Retour sur la guerre des Malouines et le duel aérien entre les Sea Harrier britanniques et les Mirage III et Skyhawk argentins en 1982.
En résumé
La guerre des Malouines (1982) a vu s’affronter deux forces aériennes aux doctrines et aux moyens très différents. La Royal Navy a déployé ses Sea Harrier FRS1, chasseurs à décollage court et atterrissage vertical, opérant depuis les porte-avions HMS Hermes et HMS Invincible. L’Argentine a mobilisé des Mirage IIIEA, des Dagger (versions israéliennes du Mirage V) et des A-4 Skyhawk, principalement basés sur le continent. La guerre aérienne a tourné en faveur des Britanniques grâce à la combinaison de la manœuvrabilité du Harrier, de ses missiles AIM-9L Sidewinder modernes et d’une tactique adaptée à l’environnement maritime.

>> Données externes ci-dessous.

//! Pixel-format conversion from the held frame into a host buffer.
//!
//! Packed output uses a fixed-point BT.601 (studio swing) matrix:
//!
//! ```text
//! R = 1.164 * (Y - 16) + 1.596 * (V - 128)
//! G = 1.164 * (Y - 16) - 0.391 * (U - 128) - 0.813 * (V - 128)
//! B = 1.164 * (Y - 16) + 2.018 * (U - 128)
//! ```
//!
//! The constants are scaled by 1024 (10 fractional bits) to keep the inner
//! loop in integer arithmetic.

use crate::{Frame, OutputBuffer, OutputMode, Status};

const Y_SCALE: i32 = 1192; // 1.164 * 1024
const V_TO_R: i32 = 1634; // 1.596 * 1024
const U_TO_G: i32 = 400; // 0.391 * 1024
const V_TO_G: i32 = 833; // 0.813 * 1024
const U_TO_B: i32 = 2066; // 2.018 * 1024
const ROUND: i32 = 512;

#[inline(always)]
fn clamp_u8(value: i32) -> u8 {
	value.clamp(0, 255) as u8
}

/// Convert the held frame into the host buffer.
///
/// The timestamp is written first on every path, so a refused resize still
/// leaves a correct (if empty) buffer behind; the caller branches on the
/// returned status, never on the pixel contents.
pub fn write_frame(frame: &Frame, mode: OutputMode, buffer: &mut dyn OutputBuffer) -> Status {
	buffer.set_timestamp(frame.pts());

	match mode {
		OutputMode::Rgba | OutputMode::Rgb565 => write_packed(frame, mode, buffer),
		OutputMode::Yuv420 => write_planar(frame, buffer),
	}
}

fn write_packed(frame: &Frame, mode: OutputMode, buffer: &mut dyn OutputBuffer) -> Status {
	let width = frame.width() as usize;
	let height = frame.height() as usize;
	let bpp = mode.bytes_per_pixel().unwrap_or(4);

	if !buffer.resize_packed(frame.width(), frame.height(), bpp) {
		return Status::OutputBufferAllocateFailed;
	}

	let y_plane = frame.plane(0);
	let u_plane = frame.plane(1);
	let v_plane = frame.plane(2);
	let y_stride = frame.stride(0);
	let u_stride = frame.stride(1);
	let v_stride = frame.stride(2);

	// Output stride is always bpp * width; the source strides may be padded.
	let dst = buffer.data_mut();

	for row in 0..height {
		let y_row = &y_plane[row * y_stride..];
		let u_row = &u_plane[(row / 2) * u_stride..];
		let v_row = &v_plane[(row / 2) * v_stride..];
		let dst_row = &mut dst[row * bpp * width..];

		for col in 0..width {
			let y = (y_row[col] as i32 - 16) * Y_SCALE;
			let u = u_row[col / 2] as i32 - 128;
			let v = v_row[col / 2] as i32 - 128;

			let r = clamp_u8((y + V_TO_R * v + ROUND) >> 10);
			let g = clamp_u8((y - U_TO_G * u - V_TO_G * v + ROUND) >> 10);
			let b = clamp_u8((y + U_TO_B * u + ROUND) >> 10);

			match mode {
				OutputMode::Rgba => {
					let pixel = &mut dst_row[col * 4..col * 4 + 4];
					pixel[0] = r;
					pixel[1] = g;
					pixel[2] = b;
					pixel[3] = 0xff;
				}
				_ => {
					// RGB565, little-endian.
					let packed =
						((r as u16 >> 3) << 11) | ((g as u16 >> 2) << 5) | (b as u16 >> 3);
					let pixel = &mut dst_row[col * 2..col * 2 + 2];
					pixel.copy_from_slice(&packed.to_le_bytes());
				}
			}
		}
	}

	Status::Success
}

fn write_planar(frame: &Frame, buffer: &mut dyn OutputBuffer) -> Status {
	let height = frame.height() as usize;
	let chroma_height = height.div_ceil(2);
	let y_stride = frame.stride(0);
	let uv_stride = frame.stride(1);

	// The destination is sized with the source strides verbatim; stride may
	// exceed width due to codec alignment and the padding is carried along.
	if !buffer.resize_planar(frame.width(), frame.height(), y_stride, uv_stride) {
		return Status::OutputBufferAllocateFailed;
	}

	let y_len = y_stride * height;
	let uv_len = uv_stride * chroma_height;

	let dst = buffer.data_mut();
	dst[..y_len].copy_from_slice(&frame.plane(0)[..y_len]);
	dst[y_len..y_len + uv_len].copy_from_slice(&frame.plane(1)[..uv_len]);
	dst[y_len + uv_len..y_len + 2 * uv_len].copy_from_slice(&frame.plane(2)[..uv_len]);

	Status::Success
}

#[cfg(test)]
mod test {
	use super::*;
	use crate::FrameBuffer;

	// Fill the held frame with a solid YUV value.
	fn solid(width: u32, height: u32, y: u8, u: u8, v: u8) -> Frame {
		let mut frame = Frame::default();
		frame.set_header(width, height, 9000);

		let h = height as usize;
		let chroma_h = h.div_ceil(2);
		let y_stride = width as usize;
		let uv_stride = (width as usize).div_ceil(2);

		frame.plane_mut(0, y_stride, y_stride * h).fill(y);
		frame.plane_mut(1, uv_stride, uv_stride * chroma_h).fill(u);
		frame.plane_mut(2, uv_stride, uv_stride * chroma_h).fill(v);
		frame
	}

	#[test]
	fn rgba_2x2() {
		let frame = solid(2, 2, 235, 128, 128);
		let mut buffer = FrameBuffer::new();

		assert_eq!(write_frame(&frame, OutputMode::Rgba, &mut buffer), Status::Success);

		// 8 bytes per row, 16 bytes total, all white.
		assert_eq!(buffer.data().len(), 16);
		for pixel in buffer.data().chunks(4) {
			assert_eq!(pixel, [255, 255, 255, 255]);
		}
		assert_eq!(buffer.pts(), 9000);
	}

	#[test]
	fn rgb565_2x2() {
		let frame = solid(2, 2, 16, 128, 128);
		let mut buffer = FrameBuffer::new();

		assert_eq!(write_frame(&frame, OutputMode::Rgb565, &mut buffer), Status::Success);

		// 4 bytes per row, 8 bytes total, all black.
		assert_eq!(buffer.data().len(), 8);
		assert!(buffer.data().iter().all(|&b| b == 0));
	}

	#[test]
	fn rgb565_channel_packing() {
		// Saturated red: R=254 after the matrix, so the top five bits are set
		// and the low byte is empty. Little-endian, low byte first.
		let red = solid(2, 2, 81, 90, 240);
		let mut buffer = FrameBuffer::new();

		assert_eq!(write_frame(&red, OutputMode::Rgb565, &mut buffer), Status::Success);
		for pixel in buffer.data().chunks(2) {
			assert_eq!(pixel, [0x00, 0xf8]);
		}

		// Saturated blue fills only the bottom five bits.
		let blue = solid(2, 2, 41, 240, 110);

		assert_eq!(write_frame(&blue, OutputMode::Rgb565, &mut buffer), Status::Success);
		for pixel in buffer.data().chunks(2) {
			assert_eq!(pixel, [0x1f, 0x00]);
		}
	}

	#[test]
	fn rgba_gray() {
		let frame = solid(2, 2, 128, 128, 128);
		let mut buffer = FrameBuffer::new();

		write_frame(&frame, OutputMode::Rgba, &mut buffer);

		// 1.164 * (128 - 16) rounds to 130.
		assert_eq!(&buffer.data()[..4], [130, 130, 130, 255]);
	}

	#[test]
	fn planar_odd_height_padded_stride() {
		// width=4, height=3 with padded strides: chroma height is ceil(3/2)=2.
		let mut frame = Frame::default();
		frame.set_header(4, 3, 777);
		frame.plane_mut(0, 8, 8 * 3).fill(0x11);
		frame.plane_mut(1, 4, 4 * 2).fill(0x22);
		frame.plane_mut(2, 4, 4 * 2).fill(0x33);

		let mut buffer = FrameBuffer::new();
		assert_eq!(write_frame(&frame, OutputMode::Yuv420, &mut buffer), Status::Success);

		// Total bytes = y_stride*3 + 2 * uv_stride*2, strides carried verbatim.
		assert_eq!(buffer.data().len(), 8 * 3 + 2 * 4 * 2);
		assert!(buffer.data()[..24].iter().all(|&b| b == 0x11));
		assert!(buffer.data()[24..32].iter().all(|&b| b == 0x22));
		assert!(buffer.data()[32..40].iter().all(|&b| b == 0x33));
		assert_eq!(buffer.pts(), 777);
	}

	// A buffer that refuses every resize.
	#[derive(Default)]
	struct RefuseBuffer {
		pts: Option<i64>,
		written: bool,
	}

	impl OutputBuffer for RefuseBuffer {
		fn resize_packed(&mut self, _width: u32, _height: u32, _bpp: usize) -> bool {
			false
		}

		fn resize_planar(&mut self, _width: u32, _height: u32, _y: usize, _uv: usize) -> bool {
			false
		}

		fn set_timestamp(&mut self, pts: i64) {
			self.pts = Some(pts);
		}

		fn data_mut(&mut self) -> &mut [u8] {
			self.written = true;
			&mut []
		}
	}

	#[test]
	fn refused_resize_writes_no_pixels() {
		let frame = solid(2, 2, 128, 128, 128);

		for mode in [OutputMode::Rgba, OutputMode::Rgb565, OutputMode::Yuv420] {
			let mut buffer = RefuseBuffer::default();
			assert_eq!(
				write_frame(&frame, mode, &mut buffer),
				Status::OutputBufferAllocateFailed
			);

			// The timestamp still lands; no pixel bytes do.
			assert_eq!(buffer.pts, Some(9000));
			assert!(!buffer.written);
		}
	}
}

Cette supériorité aérienne a permis de protéger la flotte britannique et d’assurer le débarquement des troupes à San Carlos. Les pertes argentines, notamment en Mirage et Skyhawk, ont limité leur capacité à contester durablement le contrôle aérien, influençant le cours du conflit et marquant l’importance du soutien aéronaval moderne.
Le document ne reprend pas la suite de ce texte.